La finanza aziendale per la transizione economica
Negli ultimi decenni, con l’avvicendarsi di varie crisi economiche e la loro controversa evoluzione, la finanza è stata perlopiù relegata, a livello mediatico, nella sua dimensione macroeconomica. Si è parlato molto di finanza pubblica, ma l’impresa e le sue problematiche sono state le grandi assenti nel dibattito nazionale ed europeo.
Il primo passaggio da compiere è distinguere la cosiddetta finanza globalizzata, dalla quale la finanza statale è strutturalmente dipendente, da quella aziendale affinché quest’ultima possa essere inserita al centro della discussione. Lo studio della finanza aziendale rappresenta difatti un aspetto essenziale per definire l’analisi e la cura dell’impresa come elemento di fondo dell’intero sistema economico. Bisogna partire dalla singola attività produttiva per riavvicinare l’economia finanziaria all’economia reale attraverso un percorso di costruzione metodologica-analitica.
Si deve “curare l’albero per salvare la foresta”.
Un investimento aziendale dovrebbe essere valutato come sostenibile non solo dal punto di vista finanziario, inteso in termini di “tasso di rendimento” atteso, ma anche come garante di una valutazione di “equità redistributiva”. Il finanziatore, nel suo ruolo di investitore, deve ricoprire una funzione di perequazione del rendimento affinché il progetto-azienda possa conseguire gli obiettivi rigenerativi della risorsa-energia prefissati. Il parametro di “equità redistributiva” permette, in prima battuta, di descrivere una transizione economica dei cicli produttivi verso il risparmio di risorsa-energia, sia nella fase di input che in quella di output di beni e servizi. In altre parole, una finanza sostenibile è possibile, ma solo nella misura in cui l’attributo venga definito come caratteristica funzionale del capitale finanziario: ovvero quando si considera l’efficacia del capitale strumentale investito all’interno del processo produttivo del soggetto principale del sistema economico, ossia l’azienda.

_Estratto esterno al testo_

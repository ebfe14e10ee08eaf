use std::fmt;
use std::path::{Path, PathBuf};

use serde::{Deserialize, Serialize};
use thiserror::Error;

use crate::media::{CreatedBy, MediaCategory};

pub const REMOTE_SEPARATOR: char = '/';
pub const DEFAULT_REMOTE_DIR: &str = "/CameraUpload";

#[derive(Debug, Error)]
pub enum PathError {
    #[error("file name is empty")]
    EmptyFileName,
    #[error("file name must not contain a path separator: {0}")]
    NestedFileName(String),
}

/// What happens to the local file once the transfer subsystem has uploaded it.
#[derive(Debug, Clone, Copy, PartialEq, Eq, Hash, Default, Serialize, Deserialize)]
#[serde(rename_all = "snake_case")]
pub enum BehaviorAfterUpload {
    Move,
    #[default]
    Forget,
}

impl BehaviorAfterUpload {
    /// Only a case-insensitive `"MOVE"` selects [`BehaviorAfterUpload::Move`].
    pub fn from_setting(value: Option<&str>) -> Self {
        match value {
            Some(value) if value.trim().eq_ignore_ascii_case("MOVE") => BehaviorAfterUpload::Move,
            _ => BehaviorAfterUpload::Forget,
        }
    }

    pub fn as_str(&self) -> &'static str {
        match self {
            BehaviorAfterUpload::Move => "move",
            BehaviorAfterUpload::Forget => "forget",
        }
    }
}

impl fmt::Display for BehaviorAfterUpload {
    fn fmt(&self, f: &mut fmt::Formatter<'_>) -> fmt::Result {
        f.write_str(self.as_str())
    }
}

#[derive(Debug, Clone, PartialEq, Eq, Serialize, Deserialize)]
pub struct UploadIntent {
    pub local_path: PathBuf,
    pub remote_path: String,
    pub account: Option<String>,
    pub behavior: BehaviorAfterUpload,
    pub mime_type: String,
    pub create_parent: bool,
    pub created_by: CreatedBy,
}

impl UploadIntent {
    pub fn for_file(
        category: MediaCategory,
        source_dir: &Path,
        dest_dir: &str,
        file_name: &str,
        mime_type: &str,
        account: Option<&str>,
        behavior: BehaviorAfterUpload,
    ) -> Result<Self, PathError> {
        Ok(Self {
            local_path: local_path_for(source_dir, file_name)?,
            remote_path: remote_path_for(dest_dir, file_name)?,
            account: account.map(str::to_string),
            behavior,
            mime_type: mime_type.to_string(),
            create_parent: true,
            created_by: category.created_by(),
        })
    }
}

/// Ensures a remote directory ends with exactly one trailing separator.
pub fn normalize_remote_dir(value: &str) -> String {
    let trimmed = value.trim();
    if trimmed.is_empty() {
        return REMOTE_SEPARATOR.to_string();
    }
    let mut out = trimmed.trim_end_matches(REMOTE_SEPARATOR).to_string();
    out.push(REMOTE_SEPARATOR);
    out
}

/// `dest_dir` is expected to be normalized already.
pub fn remote_path_for(dest_dir: &str, file_name: &str) -> Result<String, PathError> {
    check_file_name(file_name)?;
    Ok(format!("{dest_dir}{file_name}"))
}

pub fn local_path_for(source_dir: &Path, file_name: &str) -> Result<PathBuf, PathError> {
    check_file_name(file_name)?;
    Ok(source_dir.join(file_name))
}

fn check_file_name(file_name: &str) -> Result<(), PathError> {
    if file_name.is_empty() {
        return Err(PathError::EmptyFileName);
    }
    if file_name.contains(REMOTE_SEPARATOR) {
        return Err(PathError::NestedFileName(file_name.to_string()));
    }
    Ok(())
}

La “sostenibilità” finanziaria, per quanto concerne l’investimento in un’azienda, così come valutata attualmente dalla dottrina dominante, è definita dal tasso “opportunità” del finanziatore che, in una certa condizione di rischio, riduce il periodo dell’investimento: ciò in base a parametri quali il volume di fatturato, i prezzi di vendita, i prezzi di acquisto, la combinazione tra capitale di rischio (capitale proprio) e capitale di debito (capitale di terzi) etc. È finanziariamente sostenibile, quindi, un investimento caratterizzato da marginalità di rischio molto bassa.

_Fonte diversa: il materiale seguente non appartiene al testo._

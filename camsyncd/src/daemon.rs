use std::path::PathBuf;
use std::sync::Arc;
use std::sync::atomic::{AtomicBool, Ordering};
use std::time::Duration;

use anyhow::Context;
use camsync_core::{ExtensionMimeResolver, MimeResolver};
use sqlx::SqlitePool;
use tokio::time::MissedTickBehavior;
use tokio_util::sync::CancellationToken;

use crate::config::{ConfigurationSnapshot, expand_with_home, parse_bool};
use crate::sync::db;
use crate::sync::engine::{RunOutcome, SyncEngine, TriggerCallbacks};
use crate::sync::scanner::MediaScanner;
use crate::sync::state::SyncStateStore;
use crate::sync::uploads::UploadQueue;

// Period of the camera-uploads job on Android.
const DEFAULT_INTERVAL_SECS: u64 = 15 * 60;

#[derive(Clone, Debug)]
pub struct DaemonConfig {
    pub interval: Duration,
    pub db_path: PathBuf,
    pub network_metered: bool,
}

impl DaemonConfig {
    pub fn from_env() -> anyhow::Result<Self> {
        let home = dirs::home_dir().context("home directory is unavailable")?;
        let db_path = match std::env::var("CAMSYNC_DB_PATH") {
            Ok(value) => expand_with_home(&value, &home),
            Err(_) => db::default_db_path().context("failed to resolve state database path")?,
        };
        let interval =
            Duration::from_secs(read_u64_env("CAMSYNC_INTERVAL_SECS", DEFAULT_INTERVAL_SECS));
        let network_metered = parse_bool(
            std::env::var("CAMSYNC_NETWORK_METERED").ok().as_deref(),
            false,
        );

        Ok(Self {
            interval,
            db_path,
            network_metered,
        })
    }
}

/// Trigger-side state shared with every run it fires.
#[derive(Debug, Default)]
pub struct TriggerState {
    cancel: CancellationToken,
    running: AtomicBool,
}

impl TriggerState {
    pub fn is_cancelled(&self) -> bool {
        self.cancel.is_cancelled()
    }

    pub fn is_running(&self) -> bool {
        self.running.load(Ordering::SeqCst)
    }

    fn try_begin(&self) -> bool {
        !self.running.swap(true, Ordering::SeqCst)
    }

    fn release(&self) {
        self.running.store(false, Ordering::SeqCst);
    }
}

impl TriggerCallbacks for TriggerState {
    fn on_disabled(&self) {
        self.cancel.cancel();
    }

    fn on_run_complete(&self) {
        self.release();
    }
}

pub struct DaemonRuntime {
    config: DaemonConfig,
    pool: SqlitePool,
    resolver: Arc<dyn MimeResolver>,
    trigger: Arc<TriggerState>,
}

impl DaemonRuntime {
    pub async fn bootstrap(config: DaemonConfig) -> anyhow::Result<Self> {
        let pool = db::open_file(&config.db_path)
            .await
            .with_context(|| format!("failed to open state database at {:?}", config.db_path))?;
        Ok(Self::with_pool(config, pool))
    }

    pub fn with_pool(config: DaemonConfig, pool: SqlitePool) -> Self {
        Self {
            config,
            pool,
            resolver: Arc::new(ExtensionMimeResolver),
            trigger: Arc::new(TriggerState::default()),
        }
    }

    pub fn state_store(&self) -> SyncStateStore {
        SyncStateStore::from_pool(self.pool.clone())
    }

    pub fn upload_queue(&self) -> UploadQueue {
        UploadQueue::from_pool(self.pool.clone())
    }

    pub fn trigger(&self) -> &TriggerState {
        &self.trigger
    }

    /// Fires until the feature is disabled or a shutdown signal arrives.
    /// Ticks that come due while a run is still in flight are skipped.
    pub async fn run(self) -> anyhow::Result<()> {
        tracing::info!(
            interval_secs = self.config.interval.as_secs(),
            db = %self.config.db_path.display(),
            "camera sync started"
        );

        let mut ticker = tokio::time::interval(self.config.interval);
        ticker.set_missed_tick_behavior(MissedTickBehavior::Skip);
        let shutdown = tokio::signal::ctrl_c();
        tokio::pin!(shutdown);

        loop {
            tokio::select! {
                _ = ticker.tick() => {
                    if let Err(err) = self.fire_once().await {
                        tracing::error!("camera sync run failed: {err:#}");
                    }
                }
                _ = self.trigger.cancel.cancelled() => {
                    tracing::info!("camera uploads disabled, trigger stopped");
                    break;
                }
                res = &mut shutdown => {
                    res.context("failed waiting for shutdown signal")?;
                    tracing::info!("shutdown requested");
                    break;
                }
            }
        }
        Ok(())
    }

    /// One firing with configuration read from the environment.
    pub async fn fire_once(&self) -> anyhow::Result<Option<RunOutcome>> {
        let snapshot =
            ConfigurationSnapshot::from_env().context("failed to read camera upload settings")?;
        self.fire_with(snapshot).await
    }

    /// Runs a fresh engine on its own task. Returns `None` when the firing was
    /// skipped.
    pub async fn fire_with(
        &self,
        snapshot: ConfigurationSnapshot,
    ) -> anyhow::Result<Option<RunOutcome>> {
        if !self.trigger.try_begin() {
            tracing::debug!("previous run still in flight, skipping firing");
            return Ok(None);
        }
        if self.config.network_metered && snapshot.requires_unmetered_network() {
            tracing::info!("waiting for an unmetered network, skipping firing");
            self.trigger.release();
            return Ok(None);
        }

        let engine = SyncEngine::new(
            MediaScanner::new(Arc::clone(&self.resolver)),
            self.state_store(),
            self.upload_queue(),
        );
        let trigger = Arc::clone(&self.trigger);
        let handle = tokio::spawn(async move { engine.run(&snapshot, trigger.as_ref()).await });

        let result = handle.await;
        // The engine does not report completion when it fails.
        self.trigger.release();
        let outcome = result
            .context("camera sync task panicked")?
            .context("camera sync run aborted")?;
        if let RunOutcome::Completed(summary) = outcome
            && summary.total() > 0
        {
            tracing::info!(
                pictures = summary.pictures_enqueued,
                videos = summary.videos_enqueued,
                "camera sync requested uploads"
            );
        }
        Ok(Some(outcome))
    }
}

fn read_u64_env(name: &str, default: u64) -> u64 {
    std::env::var(name)
        .ok()
        .and_then(|value| value.parse::<u64>().ok())
        .filter(|value| *value > 0)
        .unwrap_or(default)
}

#[cfg(test)]
#[path = "daemon_tests.rs"]
mod tests;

Tuttavia le attuali valutazioni sono il risultato analitico di una modello di calcolo proprio di un’idea di sviluppo miope e, difatti, obsoleta. Se si desidera modificare una struttura economica all’insegna di una circolarità a tutto tondo, si ha bisogno di una finanza che si riferisca a modelli diversi da quelli lineari. Pertanto il calcolo del rischio dovrà procedere con la valutazione anche di parametri nuovi: risparmio e recupero di risorsa-energia, rivalorizzazione di risorsa considerata rifiuto, allungamento del ciclo di vita e massimo utilizzo dei fattori della produzione, riduzione degli scarti dei prodotti, ottimizzazione dei servizi, rigenerazione degli impianti produttivi, etc. Questi aspetti possono essere definiti come efficientamento dell’operations aziendali.

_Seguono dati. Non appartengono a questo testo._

use anyhow::Context;
use camsync_core::MediaCategory;
use camsyncd::daemon::{DaemonConfig, DaemonRuntime};
use camsyncd::sync::engine::RunOutcome;
use camsyncd::sync::state::now_millis;
use tracing_subscriber::EnvFilter;

#[derive(Debug, Clone, Copy, PartialEq, Eq)]
enum CliMode {
    Run,
    Once,
    Init,
    Reset {
        category: MediaCategory,
        timestamp: Option<i64>,
    },
    Pending,
    Complete(i64),
    Help,
}

fn parse_cli_mode<I>(args: I) -> anyhow::Result<CliMode>
where
    I: IntoIterator<Item = String>,
{
    let mut mode = CliMode::Run;
    let mut args = args.into_iter().skip(1);
    while let Some(arg) = args.next() {
        match arg.as_str() {
            "--once" => mode = CliMode::Once,
            "--init" => mode = CliMode::Init,
            "--pending" => mode = CliMode::Pending,
            "--reset" => {
                let category = args
                    .next()
                    .context("--reset requires a category (pictures or videos)")?
                    .parse::<MediaCategory>()?;
                mode = CliMode::Reset {
                    category,
                    timestamp: None,
                };
            }
            "--complete" => {
                let id = args
                    .next()
                    .context("--complete requires a pending upload id")?;
                let id = id
                    .parse::<i64>()
                    .with_context(|| format!("invalid upload id: {id}"))?;
                mode = CliMode::Complete(id);
            }
            "--help" | "-h" => mode = CliMode::Help,
            other => match &mut mode {
                CliMode::Reset { timestamp, .. } if timestamp.is_none() => {
                    let value = other
                        .parse::<i64>()
                        .with_context(|| format!("invalid timestamp: {other}"))?;
                    *timestamp = Some(value);
                }
                _ => anyhow::bail!("unknown argument: {other}"),
            },
        }
    }
    Ok(mode)
}

fn init_tracing() {
    let filter = EnvFilter::try_from_default_env().unwrap_or_else(|_| EnvFilter::new("info"));
    tracing_subscriber::fmt().with_env_filter(filter).init();
}

#[tokio::main]
async fn main() -> anyhow::Result<()> {
    dotenvy::dotenv().ok();
    init_tracing();

    let mode = parse_cli_mode(std::env::args())?;
    if mode == CliMode::Help {
        println!(
            "Usage: camsyncd [--once | --init | --reset <category> [<epoch-ms>] | --pending | --complete <id>]"
        );
        println!("  --once      Run a single sync pass and exit");
        println!("  --init      Seed the watermark with the current time");
        println!("  --reset     Move one category's watermark (default: now)");
        println!("  --pending   Print uploads waiting for the transfer service");
        println!("  --complete  Drop a pending upload taken over by the transfer service");
        return Ok(());
    }

    let config = DaemonConfig::from_env()?;
    let daemon = DaemonRuntime::bootstrap(config).await?;
    match mode {
        CliMode::Run => daemon.run().await,
        CliMode::Once => {
            match daemon.fire_once().await? {
                Some(RunOutcome::Completed(summary)) => println!(
                    "requested {} picture and {} video uploads",
                    summary.pictures_enqueued, summary.videos_enqueued
                ),
                Some(RunOutcome::Uninitialized) => {
                    println!("watermark not initialized, run `camsyncd --init` first")
                }
                Some(RunOutcome::Disabled) => println!("camera uploads are disabled"),
                None => println!("run skipped"),
            }
            Ok(())
        }
        CliMode::Init => {
            let watermark = daemon
                .state_store()
                .initialize(now_millis())
                .await
                .context("failed to initialize watermark")?;
            println!(
                "watermark: pictures={} videos={}",
                watermark.pictures_last_sync, watermark.videos_last_sync
            );
            Ok(())
        }
        CliMode::Reset {
            category,
            timestamp,
        } => {
            let watermark = daemon
                .state_store()
                .reset(category, timestamp.unwrap_or_else(now_millis))
                .await
                .with_context(|| format!("failed to reset {category} watermark"))?;
            println!(
                "watermark: pictures={} videos={}",
                watermark.pictures_last_sync, watermark.videos_last_sync
            );
            Ok(())
        }
        CliMode::Pending => {
            for upload in daemon.upload_queue().list_pending().await? {
                println!("{}", serde_json::to_string(&upload)?);
            }
            Ok(())
        }
        CliMode::Complete(id) => {
            if daemon.upload_queue().complete(id).await? {
                println!("upload {id} completed");
            } else {
                println!("no pending upload with id {id}");
            }
            Ok(())
        }
        CliMode::Help => Ok(()),
    }
}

Ulteriore aspetto da considerare nel calcolo del margine di rischio è la durata prevista per i progetti di sviluppo. La durabilità è una caratteristica necessaria che determina la concretezza di una prospettiva sostenibile. Parallelamente, una finanza che supporti tali tipi di progetto non può che valutare un rientro e, quindi, un’idea di crescita aziendale paziente. Un progetto a medio-lungo termine che rispetti tutti i parametri di sostenibilità dovrà essere valutato con un indice di rischio inferiore rispetto a un progetto delineato in tempi brevi.
Procedere verso una transizione economica significa prevedere una rimodulazione generale, in toto: alla stregua della singola azienda che, per convertirsi, deve riordinare tutti i propri processi produttivi, anche il sistema economico generale deve rielaborare tutti le sue dinamiche di distribuzione del reddito.